• **Task goal**:
Starting with the line containing "let again = session.start(None).await;" and going on through the line containing "async fn missing_target_spawns_nothing()", return the lines of the data below exactly, and only those.

• **Source material**:
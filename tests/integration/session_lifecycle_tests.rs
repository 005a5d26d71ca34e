//! Integration tests for the debugger session lifecycle.

use pwndbg_mcp::models::framed::{truncation_marker, Boundary};
use pwndbg_mcp::models::session::SessionStatus;
use pwndbg_mcp::SessionError;
use serial_test::serial;

use super::test_helpers::{Fixture, CHATTY_DEBUGGER, DYING_DEBUGGER, ECHO_DEBUGGER};

#[tokio::test]
#[serial]
async fn execute_before_start_is_not_ready() {
    let fixture = Fixture::new(ECHO_DEBUGGER);
    let mut session = fixture.session();

    let result = session.execute("heap").await;
    assert_eq!(result, Err(SessionError::SessionNotReady));
    assert_eq!(session.status(), SessionStatus::Disconnected);
}

#[tokio::test]
#[serial]
async fn start_execute_stop() {
    let fixture = Fixture::new(ECHO_DEBUGGER);
    let mut session = fixture.session();

    session.start(None).await.expect("start");
    assert_eq!(session.status(), SessionStatus::Ready);
    assert!(session.pid().is_some());
    assert!(session.target().is_none());

    let result = session.execute("vmmap").await.expect("execute");
    assert_eq!(result.boundary, Boundary::Prompt);
    assert_eq!(result.lines, vec!["ran: vmmap"]);

    // Consecutive commands see only their own output.
    let result = session.execute("context").await.expect("execute");
    assert_eq!(result.lines, vec!["ran: context"]);

    session.stop().await.expect("stop");
    assert_eq!(session.status(), SessionStatus::Disconnected);
    assert!(session.pid().is_none());
}

#[tokio::test]
#[serial]
async fn start_records_target() {
    let fixture = Fixture::new(ECHO_DEBUGGER);
    let mut session = fixture.session();

    session.start(Some(fixture.target.as_path())).await.expect("start");
    assert_eq!(session.target(), Some(fixture.target.as_path()));

    session.stop().await.expect("stop");
    assert!(session.target().is_none());
}

#[tokio::test]
#[serial]
async fn second_start_keeps_existing_process() {
    let fixture = Fixture::new(ECHO_DEBUGGER);
    let mut session = fixture.session();

    session.start(None).await.expect("start");
    let pid = session.pid();

    let again = session.start(None).await;
    assert_eq!(again, Err(SessionError::AlreadyActive));
    assert_eq!(session.pid(), pid);
    assert!(session.is_ready());

    session.stop().await.expect("stop");
}

#[tokio::test]
#[serial]
async fn second_stop_is_not_active() {
    let fixture = Fixture::new(ECHO_DEBUGGER);
    let mut session = fixture.session();

    session.start(None).await.expect("start");
    session.stop().await.expect("stop");
    assert_eq!(session.stop().await, Err(SessionError::NotActive));
}

#[tokio::test]
#[serial]
async fn missing_target_spawns_nothing() {
    let fixture = Fixture::new(ECHO_DEBUGGER);
    let mut session = fixture.session();

    let missing = fixture.dir.path().join("does-not-exist");
    let result = session.start(Some(missing.as_path())).await;
    assert_eq!(result, Err(SessionError::TargetNotFound(missing)));
    assert_eq!(session.status(), SessionStatus::Disconnected);
    assert!(session.pid().is_none());
}

#[tokio::test]
#[serial]
async fn debugger_dying_at_startup_is_reported() {
    let fixture = Fixture::new(DYING_DEBUGGER);
    let mut session = fixture.session();

    let result = session.start(None).await;
    assert_eq!(result, Err(SessionError::ProcessDied));
    assert_eq!(session.status(), SessionStatus::Disconnected);

    // The session can be started again afterwards.
    let result = session.start(None).await;
    assert_eq!(result, Err(SessionError::ProcessDied));
}

#[tokio::test]
#[serial]
async fn silent_command_has_no_lines() {
    let fixture = Fixture::new(ECHO_DEBUGGER);
    let mut session = fixture.session();
    session.start(None).await.expect("start");

    let result = session.execute("quiet").await.expect("execute");
    assert_eq!(result.boundary, Boundary::Prompt);
    assert!(result.is_empty());
    assert_eq!(result.render("quiet"), "Command 'quiet' executed (no output)");

    session.stop().await.expect("stop");
}

#[tokio::test]
#[serial]
async fn long_output_is_truncated() {
    let fixture = Fixture::new(ECHO_DEBUGGER);
    let mut session = fixture.session();
    session.start(None).await.expect("start");

    let result = session.execute("flood").await.expect("execute");
    assert_eq!(result.boundary, Boundary::Truncated);
    assert_eq!(result.lines.len(), 201);
    assert_eq!(result.lines[200], truncation_marker(200));

    session.stop().await.expect("stop");
}

#[tokio::test]
#[serial]
async fn debugger_exit_during_command_disconnects() {
    let fixture = Fixture::new(ECHO_DEBUGGER);
    let mut session = fixture.session();
    session.start(None).await.expect("start");

    let result = session.execute("quit").await.expect("execute");
    assert_eq!(result.boundary, Boundary::EndOfStream);
    assert_eq!(session.status(), SessionStatus::Disconnected);
    assert!(session.pid().is_none());

    assert_eq!(
        session.execute("heap").await,
        Err(SessionError::SessionNotReady)
    );
    assert_eq!(session.stop().await, Err(SessionError::NotActive));
}

#[tokio::test]
#[serial]
async fn session_restarts_after_stop() {
    let fixture = Fixture::new(ECHO_DEBUGGER);
    let mut session = fixture.session();

    session.start(None).await.expect("first start");
    let first = session.pid();
    session.stop().await.expect("first stop");

    session.start(None).await.expect("second start");
    assert!(session.pid().is_some());
    assert_ne!(session.pid(), first);
    let result = session.execute("bins").await.expect("execute");
    assert_eq!(result.lines, vec!["ran: bins"]);

    session.stop().await.expect("second stop");
}

#[tokio::test]
#[serial]
async fn output_at_the_limit_keeps_session_in_step() {
    let fixture = Fixture::new(ECHO_DEBUGGER);
    let mut session = fixture.session();
    session.start(None).await.expect("start");

    let result = session.execute("exact").await.expect("execute");
    assert_eq!(result.boundary, Boundary::Prompt);
    assert_eq!(result.lines.len(), 200);
    assert_eq!(result.lines[199], "row 199");

    let result = session.execute("heap").await.expect("execute");
    assert_eq!(result.lines, vec!["ran: heap"]);

    session.stop().await.expect("stop");
}

#[tokio::test]
#[serial]
async fn long_banner_is_fully_absorbed() {
    let fixture = Fixture::new(CHATTY_DEBUGGER);
    let mut session = fixture.session();
    session.start(None).await.expect("start");

    let result = session.execute("vmmap").await.expect("execute");
    assert_eq!(result.boundary, Boundary::Prompt);
    assert_eq!(result.lines, vec!["ran: vmmap"]);

    session.stop().await.expect("stop");
}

• **Problem solution**:
    let again = session.start(None).await;
    assert_eq!(again, Err(SessionError::AlreadyActive));
    assert_eq!(session.pid(), pid);
    assert!(session.is_ready());

    session.stop().await.expect("stop");
}

#[tokio::test]
#[serial]
async fn second_stop_is_not_active() {
    let fixture = Fixture::new(ECHO_DEBUGGER);
    let mut session = fixture.session();

    session.start(None).await.expect("start");
    session.stop().await.expect("stop");
    assert_eq!(session.stop().await, Err(SessionError::NotActive));
}

#[tokio::test]
#[serial]
async fn missing_target_spawns_nothing() {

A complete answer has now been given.